Standardizing advance directives discussions during preanesthesia visits was associated with more patients completing advance directives, particularly in vulnerable patient groups.
预先医疗指示文件记录可以增加患者意愿在丧失行为能力时得到尊重的可能性。不幸的是,总体完成率并不理想,而且可能存在差异,尤其是在弱势群体中。我们评估了在麻醉前访视期间实施一项使预先医疗指示讨论标准化的举措是否与预先医疗指示完成率随时间的变化相关,以及这种关联是否取决于种族、保险类型或收入。
我们于2015年1月1日至2019年6月30日在一家单中心门诊麻醉前诊所进行了一项前后间断时间序列评估。参与者为在克利夫兰诊所麻醉前诊所就诊、在进行中高风险非心脏手术前患有超过1种合并症的成年人。2017年3月的干预措施包括培训工作人员在访视期间帮助患者完成并见证预先医疗指示文件。我们按种族、付款人及收入(使用2019年联邦贫困线)来衡量预先医疗指示的完成情况。我们使用分段回归来比较不同时期的斜率并评估干预开始时的变化,以评估干预(干预前与干预后)与随着时间推移完成预先医疗指示的患者比例之间经混杂因素调整后的关联。我们使用类似模型来评估变化是否取决于种族、保险类型或收入水平。

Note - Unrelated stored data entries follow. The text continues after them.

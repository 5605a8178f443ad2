// SPDX-FileCopyrightText: 2026 Tollgate Contributors
// SPDX-License-Identifier: MIT OR Apache-2.0

//! Prompt-injection detection over normalized text.

use std::sync::LazyLock;

use regex::Regex;
use unicode_normalization::UnicodeNormalization;

/// Imperative-override phrases, matched as substrings of normalized text.
const INJECTION_PHRASES: &[&str] = &[
    "ignore previous instructions",
    "ignore all previous instructions",
    "ignore your instructions",
    "forget all previous instructions",
    "forget your instructions",
    "override your instructions",
    "bypass your safety",
    "disable your safety",
    "developer mode enabled",
    "do anything now",
    "new instructions:",
];

/// Override and system-role leakage patterns.
static INJECTION_PATTERNS: LazyLock<Vec<Regex>> = LazyLock::new(|| {
    [
        r"\b(?:ignore|disregard|forget|skip) (?:all |any )?(?:of )?(?:the |your )?(?:previous|prior|above|earlier|preceding) (?:instructions|prompts|rules|messages|directions)",
        r"\b(?:reveal|show|print|repeat|output|leak|dump) (?:me )?(?:your|the) (?:system prompt|hidden instructions|initial instructions|original prompt)",
        r"\byou are now (?:in )?(?:developer|dan|jailbreak|unrestricted) mode\b",
        r"\bact as (?:an? )?(?:unrestricted|unfiltered|jailbroken) (?:ai|model|assistant)\b",
        r"(?:^|\s)(?:system|assistant)\s*:\s*you (?:are|must|will)\b",
        r"<\|?(?:im_start|system)\|?>",
        r"\[/?(?:system|inst)\]",
    ]
    .iter()
    .map(|p| Regex::new(p).expect("injection pattern"))
    .collect()
});

/// Zero-width characters that survive NFKC and are used to split keywords.
const ZERO_WIDTH: &[char] = &['\u{200B}', '\u{200C}', '\u{200D}', '\u{2060}', '\u{FEFF}'];

/// NFKC-normalize, lowercase, drop zero-width characters and collapse whitespace.
pub(crate) fn normalize(text: &str) -> String {
    let folded: String = text
        .nfkc()
        .filter(|c| !ZERO_WIDTH.contains(c))
        .collect::<String>()
        .to_lowercase();
    folded.split_whitespace().collect::<Vec<_>>().join(" ")
}

/// Injection matcher with the built-in lists plus configured extras.
#[derive(Debug, Clone)]
pub(crate) struct InjectionDetector {
    extra_phrases: Vec<String>,
}

impl InjectionDetector {
    pub(crate) fn new(extra_phrases: &[String]) -> Self {
        Self {
            extra_phrases: extra_phrases
                .iter()
                .map(|p| normalize(p))
                .filter(|p| !p.is_empty())
                .collect(),
        }
    }

    /// Returns the first matching rule, if any. `normalized` must come from [`normalize`].
    pub(crate) fn detect(&self, normalized: &str) -> Option<String> {
        if let Some(phrase) = INJECTION_PHRASES.iter().find(|p| normalized.contains(*p)) {
            return Some((*phrase).to_string());
        }
        if let Some(phrase) = self.extra_phrases.iter().find(|p| normalized.contains(p.as_str())) {
            return Some(phrase.clone());
        }
        INJECTION_PATTERNS
            .iter()
            .find(|re| re.is_match(normalized))
            .map(|re| re.as_str().to_string())
    }
}
impl RemoteProvider {
    /// Creates a remote provider from its configuration.
    ///
    /// # Credential Resolution
    /// 1. `api_key` if set
    /// 2. the environment variable named by `api_key_env`
    /// 3. Returns a configuration error if neither yields a value
    pub fn new(config: &ProviderConfig) -> Result<Self, TollgateError> {
        let endpoint = config.endpoint.as_deref().ok_or_else(|| {
            TollgateError::Config(format!("provider {}: remote provider needs an endpoint", config.name))
        })?;
        let parsed = reqwest::Url::parse(endpoint).map_err(|e| {
            TollgateError::Config(format!("provider {}: invalid endpoint {endpoint:?}: {e}", config.name))
        })?;
        if !matches!(parsed.scheme(), "http" | "https") {
            return Err(TollgateError::Config(format!(
                "provider {}: endpoint must be http or https",
                config.name
            )));
        }

        let api_key = resolve_api_key(config)?;

        let mut headers = HeaderMap::new();
        let bearer = HeaderValue::from_str(&format!("Bearer {api_key}")).map_err(|e| {
            TollgateError::Config(format!("provider {}: invalid API key header value: {e}", config.name))
        })?;
        headers.insert(AUTHORIZATION, bearer);
        headers.insert(CONTENT_TYPE, HeaderValue::from_static("application/json"));

        let client = reqwest::Client::builder()
            .default_headers(headers)
            .timeout(CLIENT_TIMEOUT)
            .build()
            .map_err(|e| TollgateError::ProviderUnavailable {
                provider: config.name.clone(),
                message: format!("failed to build HTTP client: {e}"),
                source: Some(Box::new(e)),
            })?;

        Ok(Self {
            name: config.name.clone(),
            tier: config.tier,
            client,
            base_url: endpoint.trim_end_matches('/').to_string(),
            model: config
                .model
                .clone()
                .unwrap_or_else(|| DEFAULT_MODEL.to_string()),
            max_tokens: config.max_tokens,
            pricing: ModelPricing::from(config),
        })
    }

    fn unavailable(&self, message: String, source: Option<reqwest::Error>) -> TollgateError {
        TollgateError::ProviderUnavailable {
            provider: self.name.clone(),
            message,
            source: source.map(|e| Box::new(e) as Box<dyn std::error::Error + Send + Sync>),
        }
    }
}

/// Resolve the bearer credential from config or the named environment variable.
fn resolve_api_key(config: &ProviderConfig) -> Result<String, TollgateError> {
    if let Some(key) = config.api_key.as_deref().filter(|k| !k.is_empty()) {
        return Ok(key.to_string());
    }
    if let Some(var) = config.api_key_env.as_deref() {
        return match std::env::var(var) {
            Ok(key) if !key.is_empty() => Ok(key),
            _ => Err(TollgateError::Config(format!(
                "provider {}: environment variable {var} is not set",
                config.name
            ))),
        };
    }
    Err(TollgateError::Config(format!(
        "provider {}: no API key configured (set api_key or api_key_env)",
        config.name
    )))
}

#[async_trait]
impl ProviderAdapter for RemoteProvider {
    fn name(&self) -> &str {
        &self.name
    }

    fn tier(&self) -> ProviderTier {
        self.tier
    }

    fn kind(&self) -> ProviderKind {
        ProviderKind::Remote
    }

    async fn generate(
        &self,
        request: GenerateRequest,
    ) -> Result<GenerationResult, TollgateError> {
        let body = ChatCompletionRequest {
            model: &self.model,
            messages: vec![ChatMessage {
                role: "user",
                content: &request.text,
            }],
            max_tokens: request.max_tokens.min(self.max_tokens),
            reasoning: request
                .reasoning_tokens
                .filter(|_| self.tier == ProviderTier::Reasoning)
                .map(|max_tokens| ReasoningBudget { max_tokens }),
        };

        let started = Instant::now();
        let response = self
            .client
            .post(format!("{}/chat/completions", self.base_url))
            .json(&body)
            .send()
            .await
            .map_err(|e| self.unavailable(format!("HTTP request failed: {e}"), Some(e)))?;

        let status = response.status();
        debug!(provider = %self.name, request_id = %request.request_id, status = %status, "completion response received");

        if !status.is_success() {
            let body = response.text().await.unwrap_or_default();
            return Err(self.unavailable(format!("API error ({status}): {body}"), None));
        }

        let parsed: ChatCompletionResponse = response
            .json()
            .await
            .map_err(|e| self.unavailable(format!("failed to parse response: {e}"), Some(e)))?;
        let latency_ms = started.elapsed().as_millis() as u64;

        let text = parsed
            .choices
            .into_iter()
            .next()
            .and_then(|c| c.message.content)
            .ok_or_else(|| self.unavailable("response contained no message content".into(), None))?;

        let token_usage = parsed
            .usage
            .map(|u| TokenUsage {
                prompt_tokens: u.prompt_tokens,
                completion_tokens: u.completion_tokens,
            })
            .unwrap_or_default();

        Ok(GenerationResult {
            provider_name: self.name.clone(),
            text,
            cost_usd: calculate_cost(&token_usage, &self.pricing),
            token_usage,
            latency_ms,
            raw_confidence: parsed.confidence.filter(|c| c.is_finite()),
        })
    }

    async fn health_check(&self) -> Result<(), TollgateError> {
        let response = self
            .client
            .get(format!("{}/models", self.base_url))
            .send()
            .await
            .map_err(|e| self.unavailable(format!("health check failed: {e}"), Some(e)))?;
        let status = response.status();
        if status.is_success() {
            Ok(())
        } else {
            Err(self.unavailable(format!("health check returned {status}"), None))
        }
    }
}
// SPDX-FileCopyrightText: 2026 Tollgate Contributors
// SPDX-License-Identifier: MIT OR Apache-2.0

//! Provider adapter trait for language-model backends (remote, local, stub).

use async_trait::async_trait;

use crate::error::TollgateError;
use crate::types::{GenerateRequest, GenerationResult, ProviderKind, ProviderTier};

/// Adapter for one backend language-model service.
///
/// Implementations receive only sanitized text and must map every transport
/// or protocol failure to [`TollgateError::ProviderUnavailable`]. Timeouts are
/// enforced by the caller.
#[async_trait]
pub trait ProviderAdapter: Send + Sync {
    /// Unique provider name, used in attempt chains and health reports.
    fn name(&self) -> &str;

    /// Capability tier this provider serves.
    fn tier(&self) -> ProviderTier;

    /// Implementation variant.
    fn kind(&self) -> ProviderKind;

    /// Produces a response for the sanitized request.
    async fn generate(&self, request: GenerateRequest)
    -> Result<GenerationResult, TollgateError>;

    /// Cheap liveness probe used by the health prober.
    async fn health_check(&self) -> Result<(), TollgateError>;
}
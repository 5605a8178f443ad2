// SPDX-FileCopyrightText: 2026 Tollgate Contributors
// SPDX-License-Identifier: MIT OR Apache-2.0

//! Query classification, confidence scoring and request routing for Tollgate.
//!
//! This crate provides:
//! - [`ComplexityClassifier`]: heuristic Simple/Complex classification
//! - [`ConfidenceEstimator`]: deterministic post-hoc confidence scores
//! - [`SharedThresholds`]: runtime thresholds swapped atomically by the admin surface
//! - [`Router`]: the guarded pipeline from request to [`ChatOutcome`]

pub mod classifier;
pub mod confidence;
pub mod router;
pub mod thresholds;

pub use classifier::{Classification, ComplexityClassifier};
pub use confidence::{ConfidenceEstimator, tier_prior};
pub use router::{
    APOLOGY_MESSAGE, ChatOutcome, NO_PROVIDER, POLICY_BLOCK_MESSAGE, Router, strip_reasoning,
};
pub use thresholds::{RouterThresholds, SharedThresholds, ThresholdUpdate};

我们纳入了来自22430名患者的26368次访视。我们分析了来自14274名有地址数据患者的16788次访视的财务状况。干预前有11242次(43%)访视,干预后有15126次(57%)访视。预先医疗指示的粗略完成率从29%提高到了78%,完成的几率估计比干预前高18倍(优势比[95%置信区间]为18[16 - 21];P < 0.001)。关于种族,干预前黑人患者的完成率低于白人患者,不过干预后差距逐渐缩小(P = 0.001)。干预后,两个种族组的完成率均立即上升,上升幅度没有差异(P = 0.17),干预后斜率差异的变化也没有差异(P = 0.17)。关于保险,医疗补助患者干预前的完成率低于私人保险患者。干预与两组的增加均相关,但两组之间斜率(P = 0.43)或比例(P = 0.23)的差异在干预后没有变化。关于联邦贫困线,低于(<100%)和高于(139% - 400%)贫困线者之间的完成率差距缩小了约一半(0.51:95%置信区间,0.27 - 0.98;P = 0.04)。
在麻醉前访视期间使预先医疗指示讨论标准化与更多患者完成预先医疗指示相关,尤其是在弱势群体中。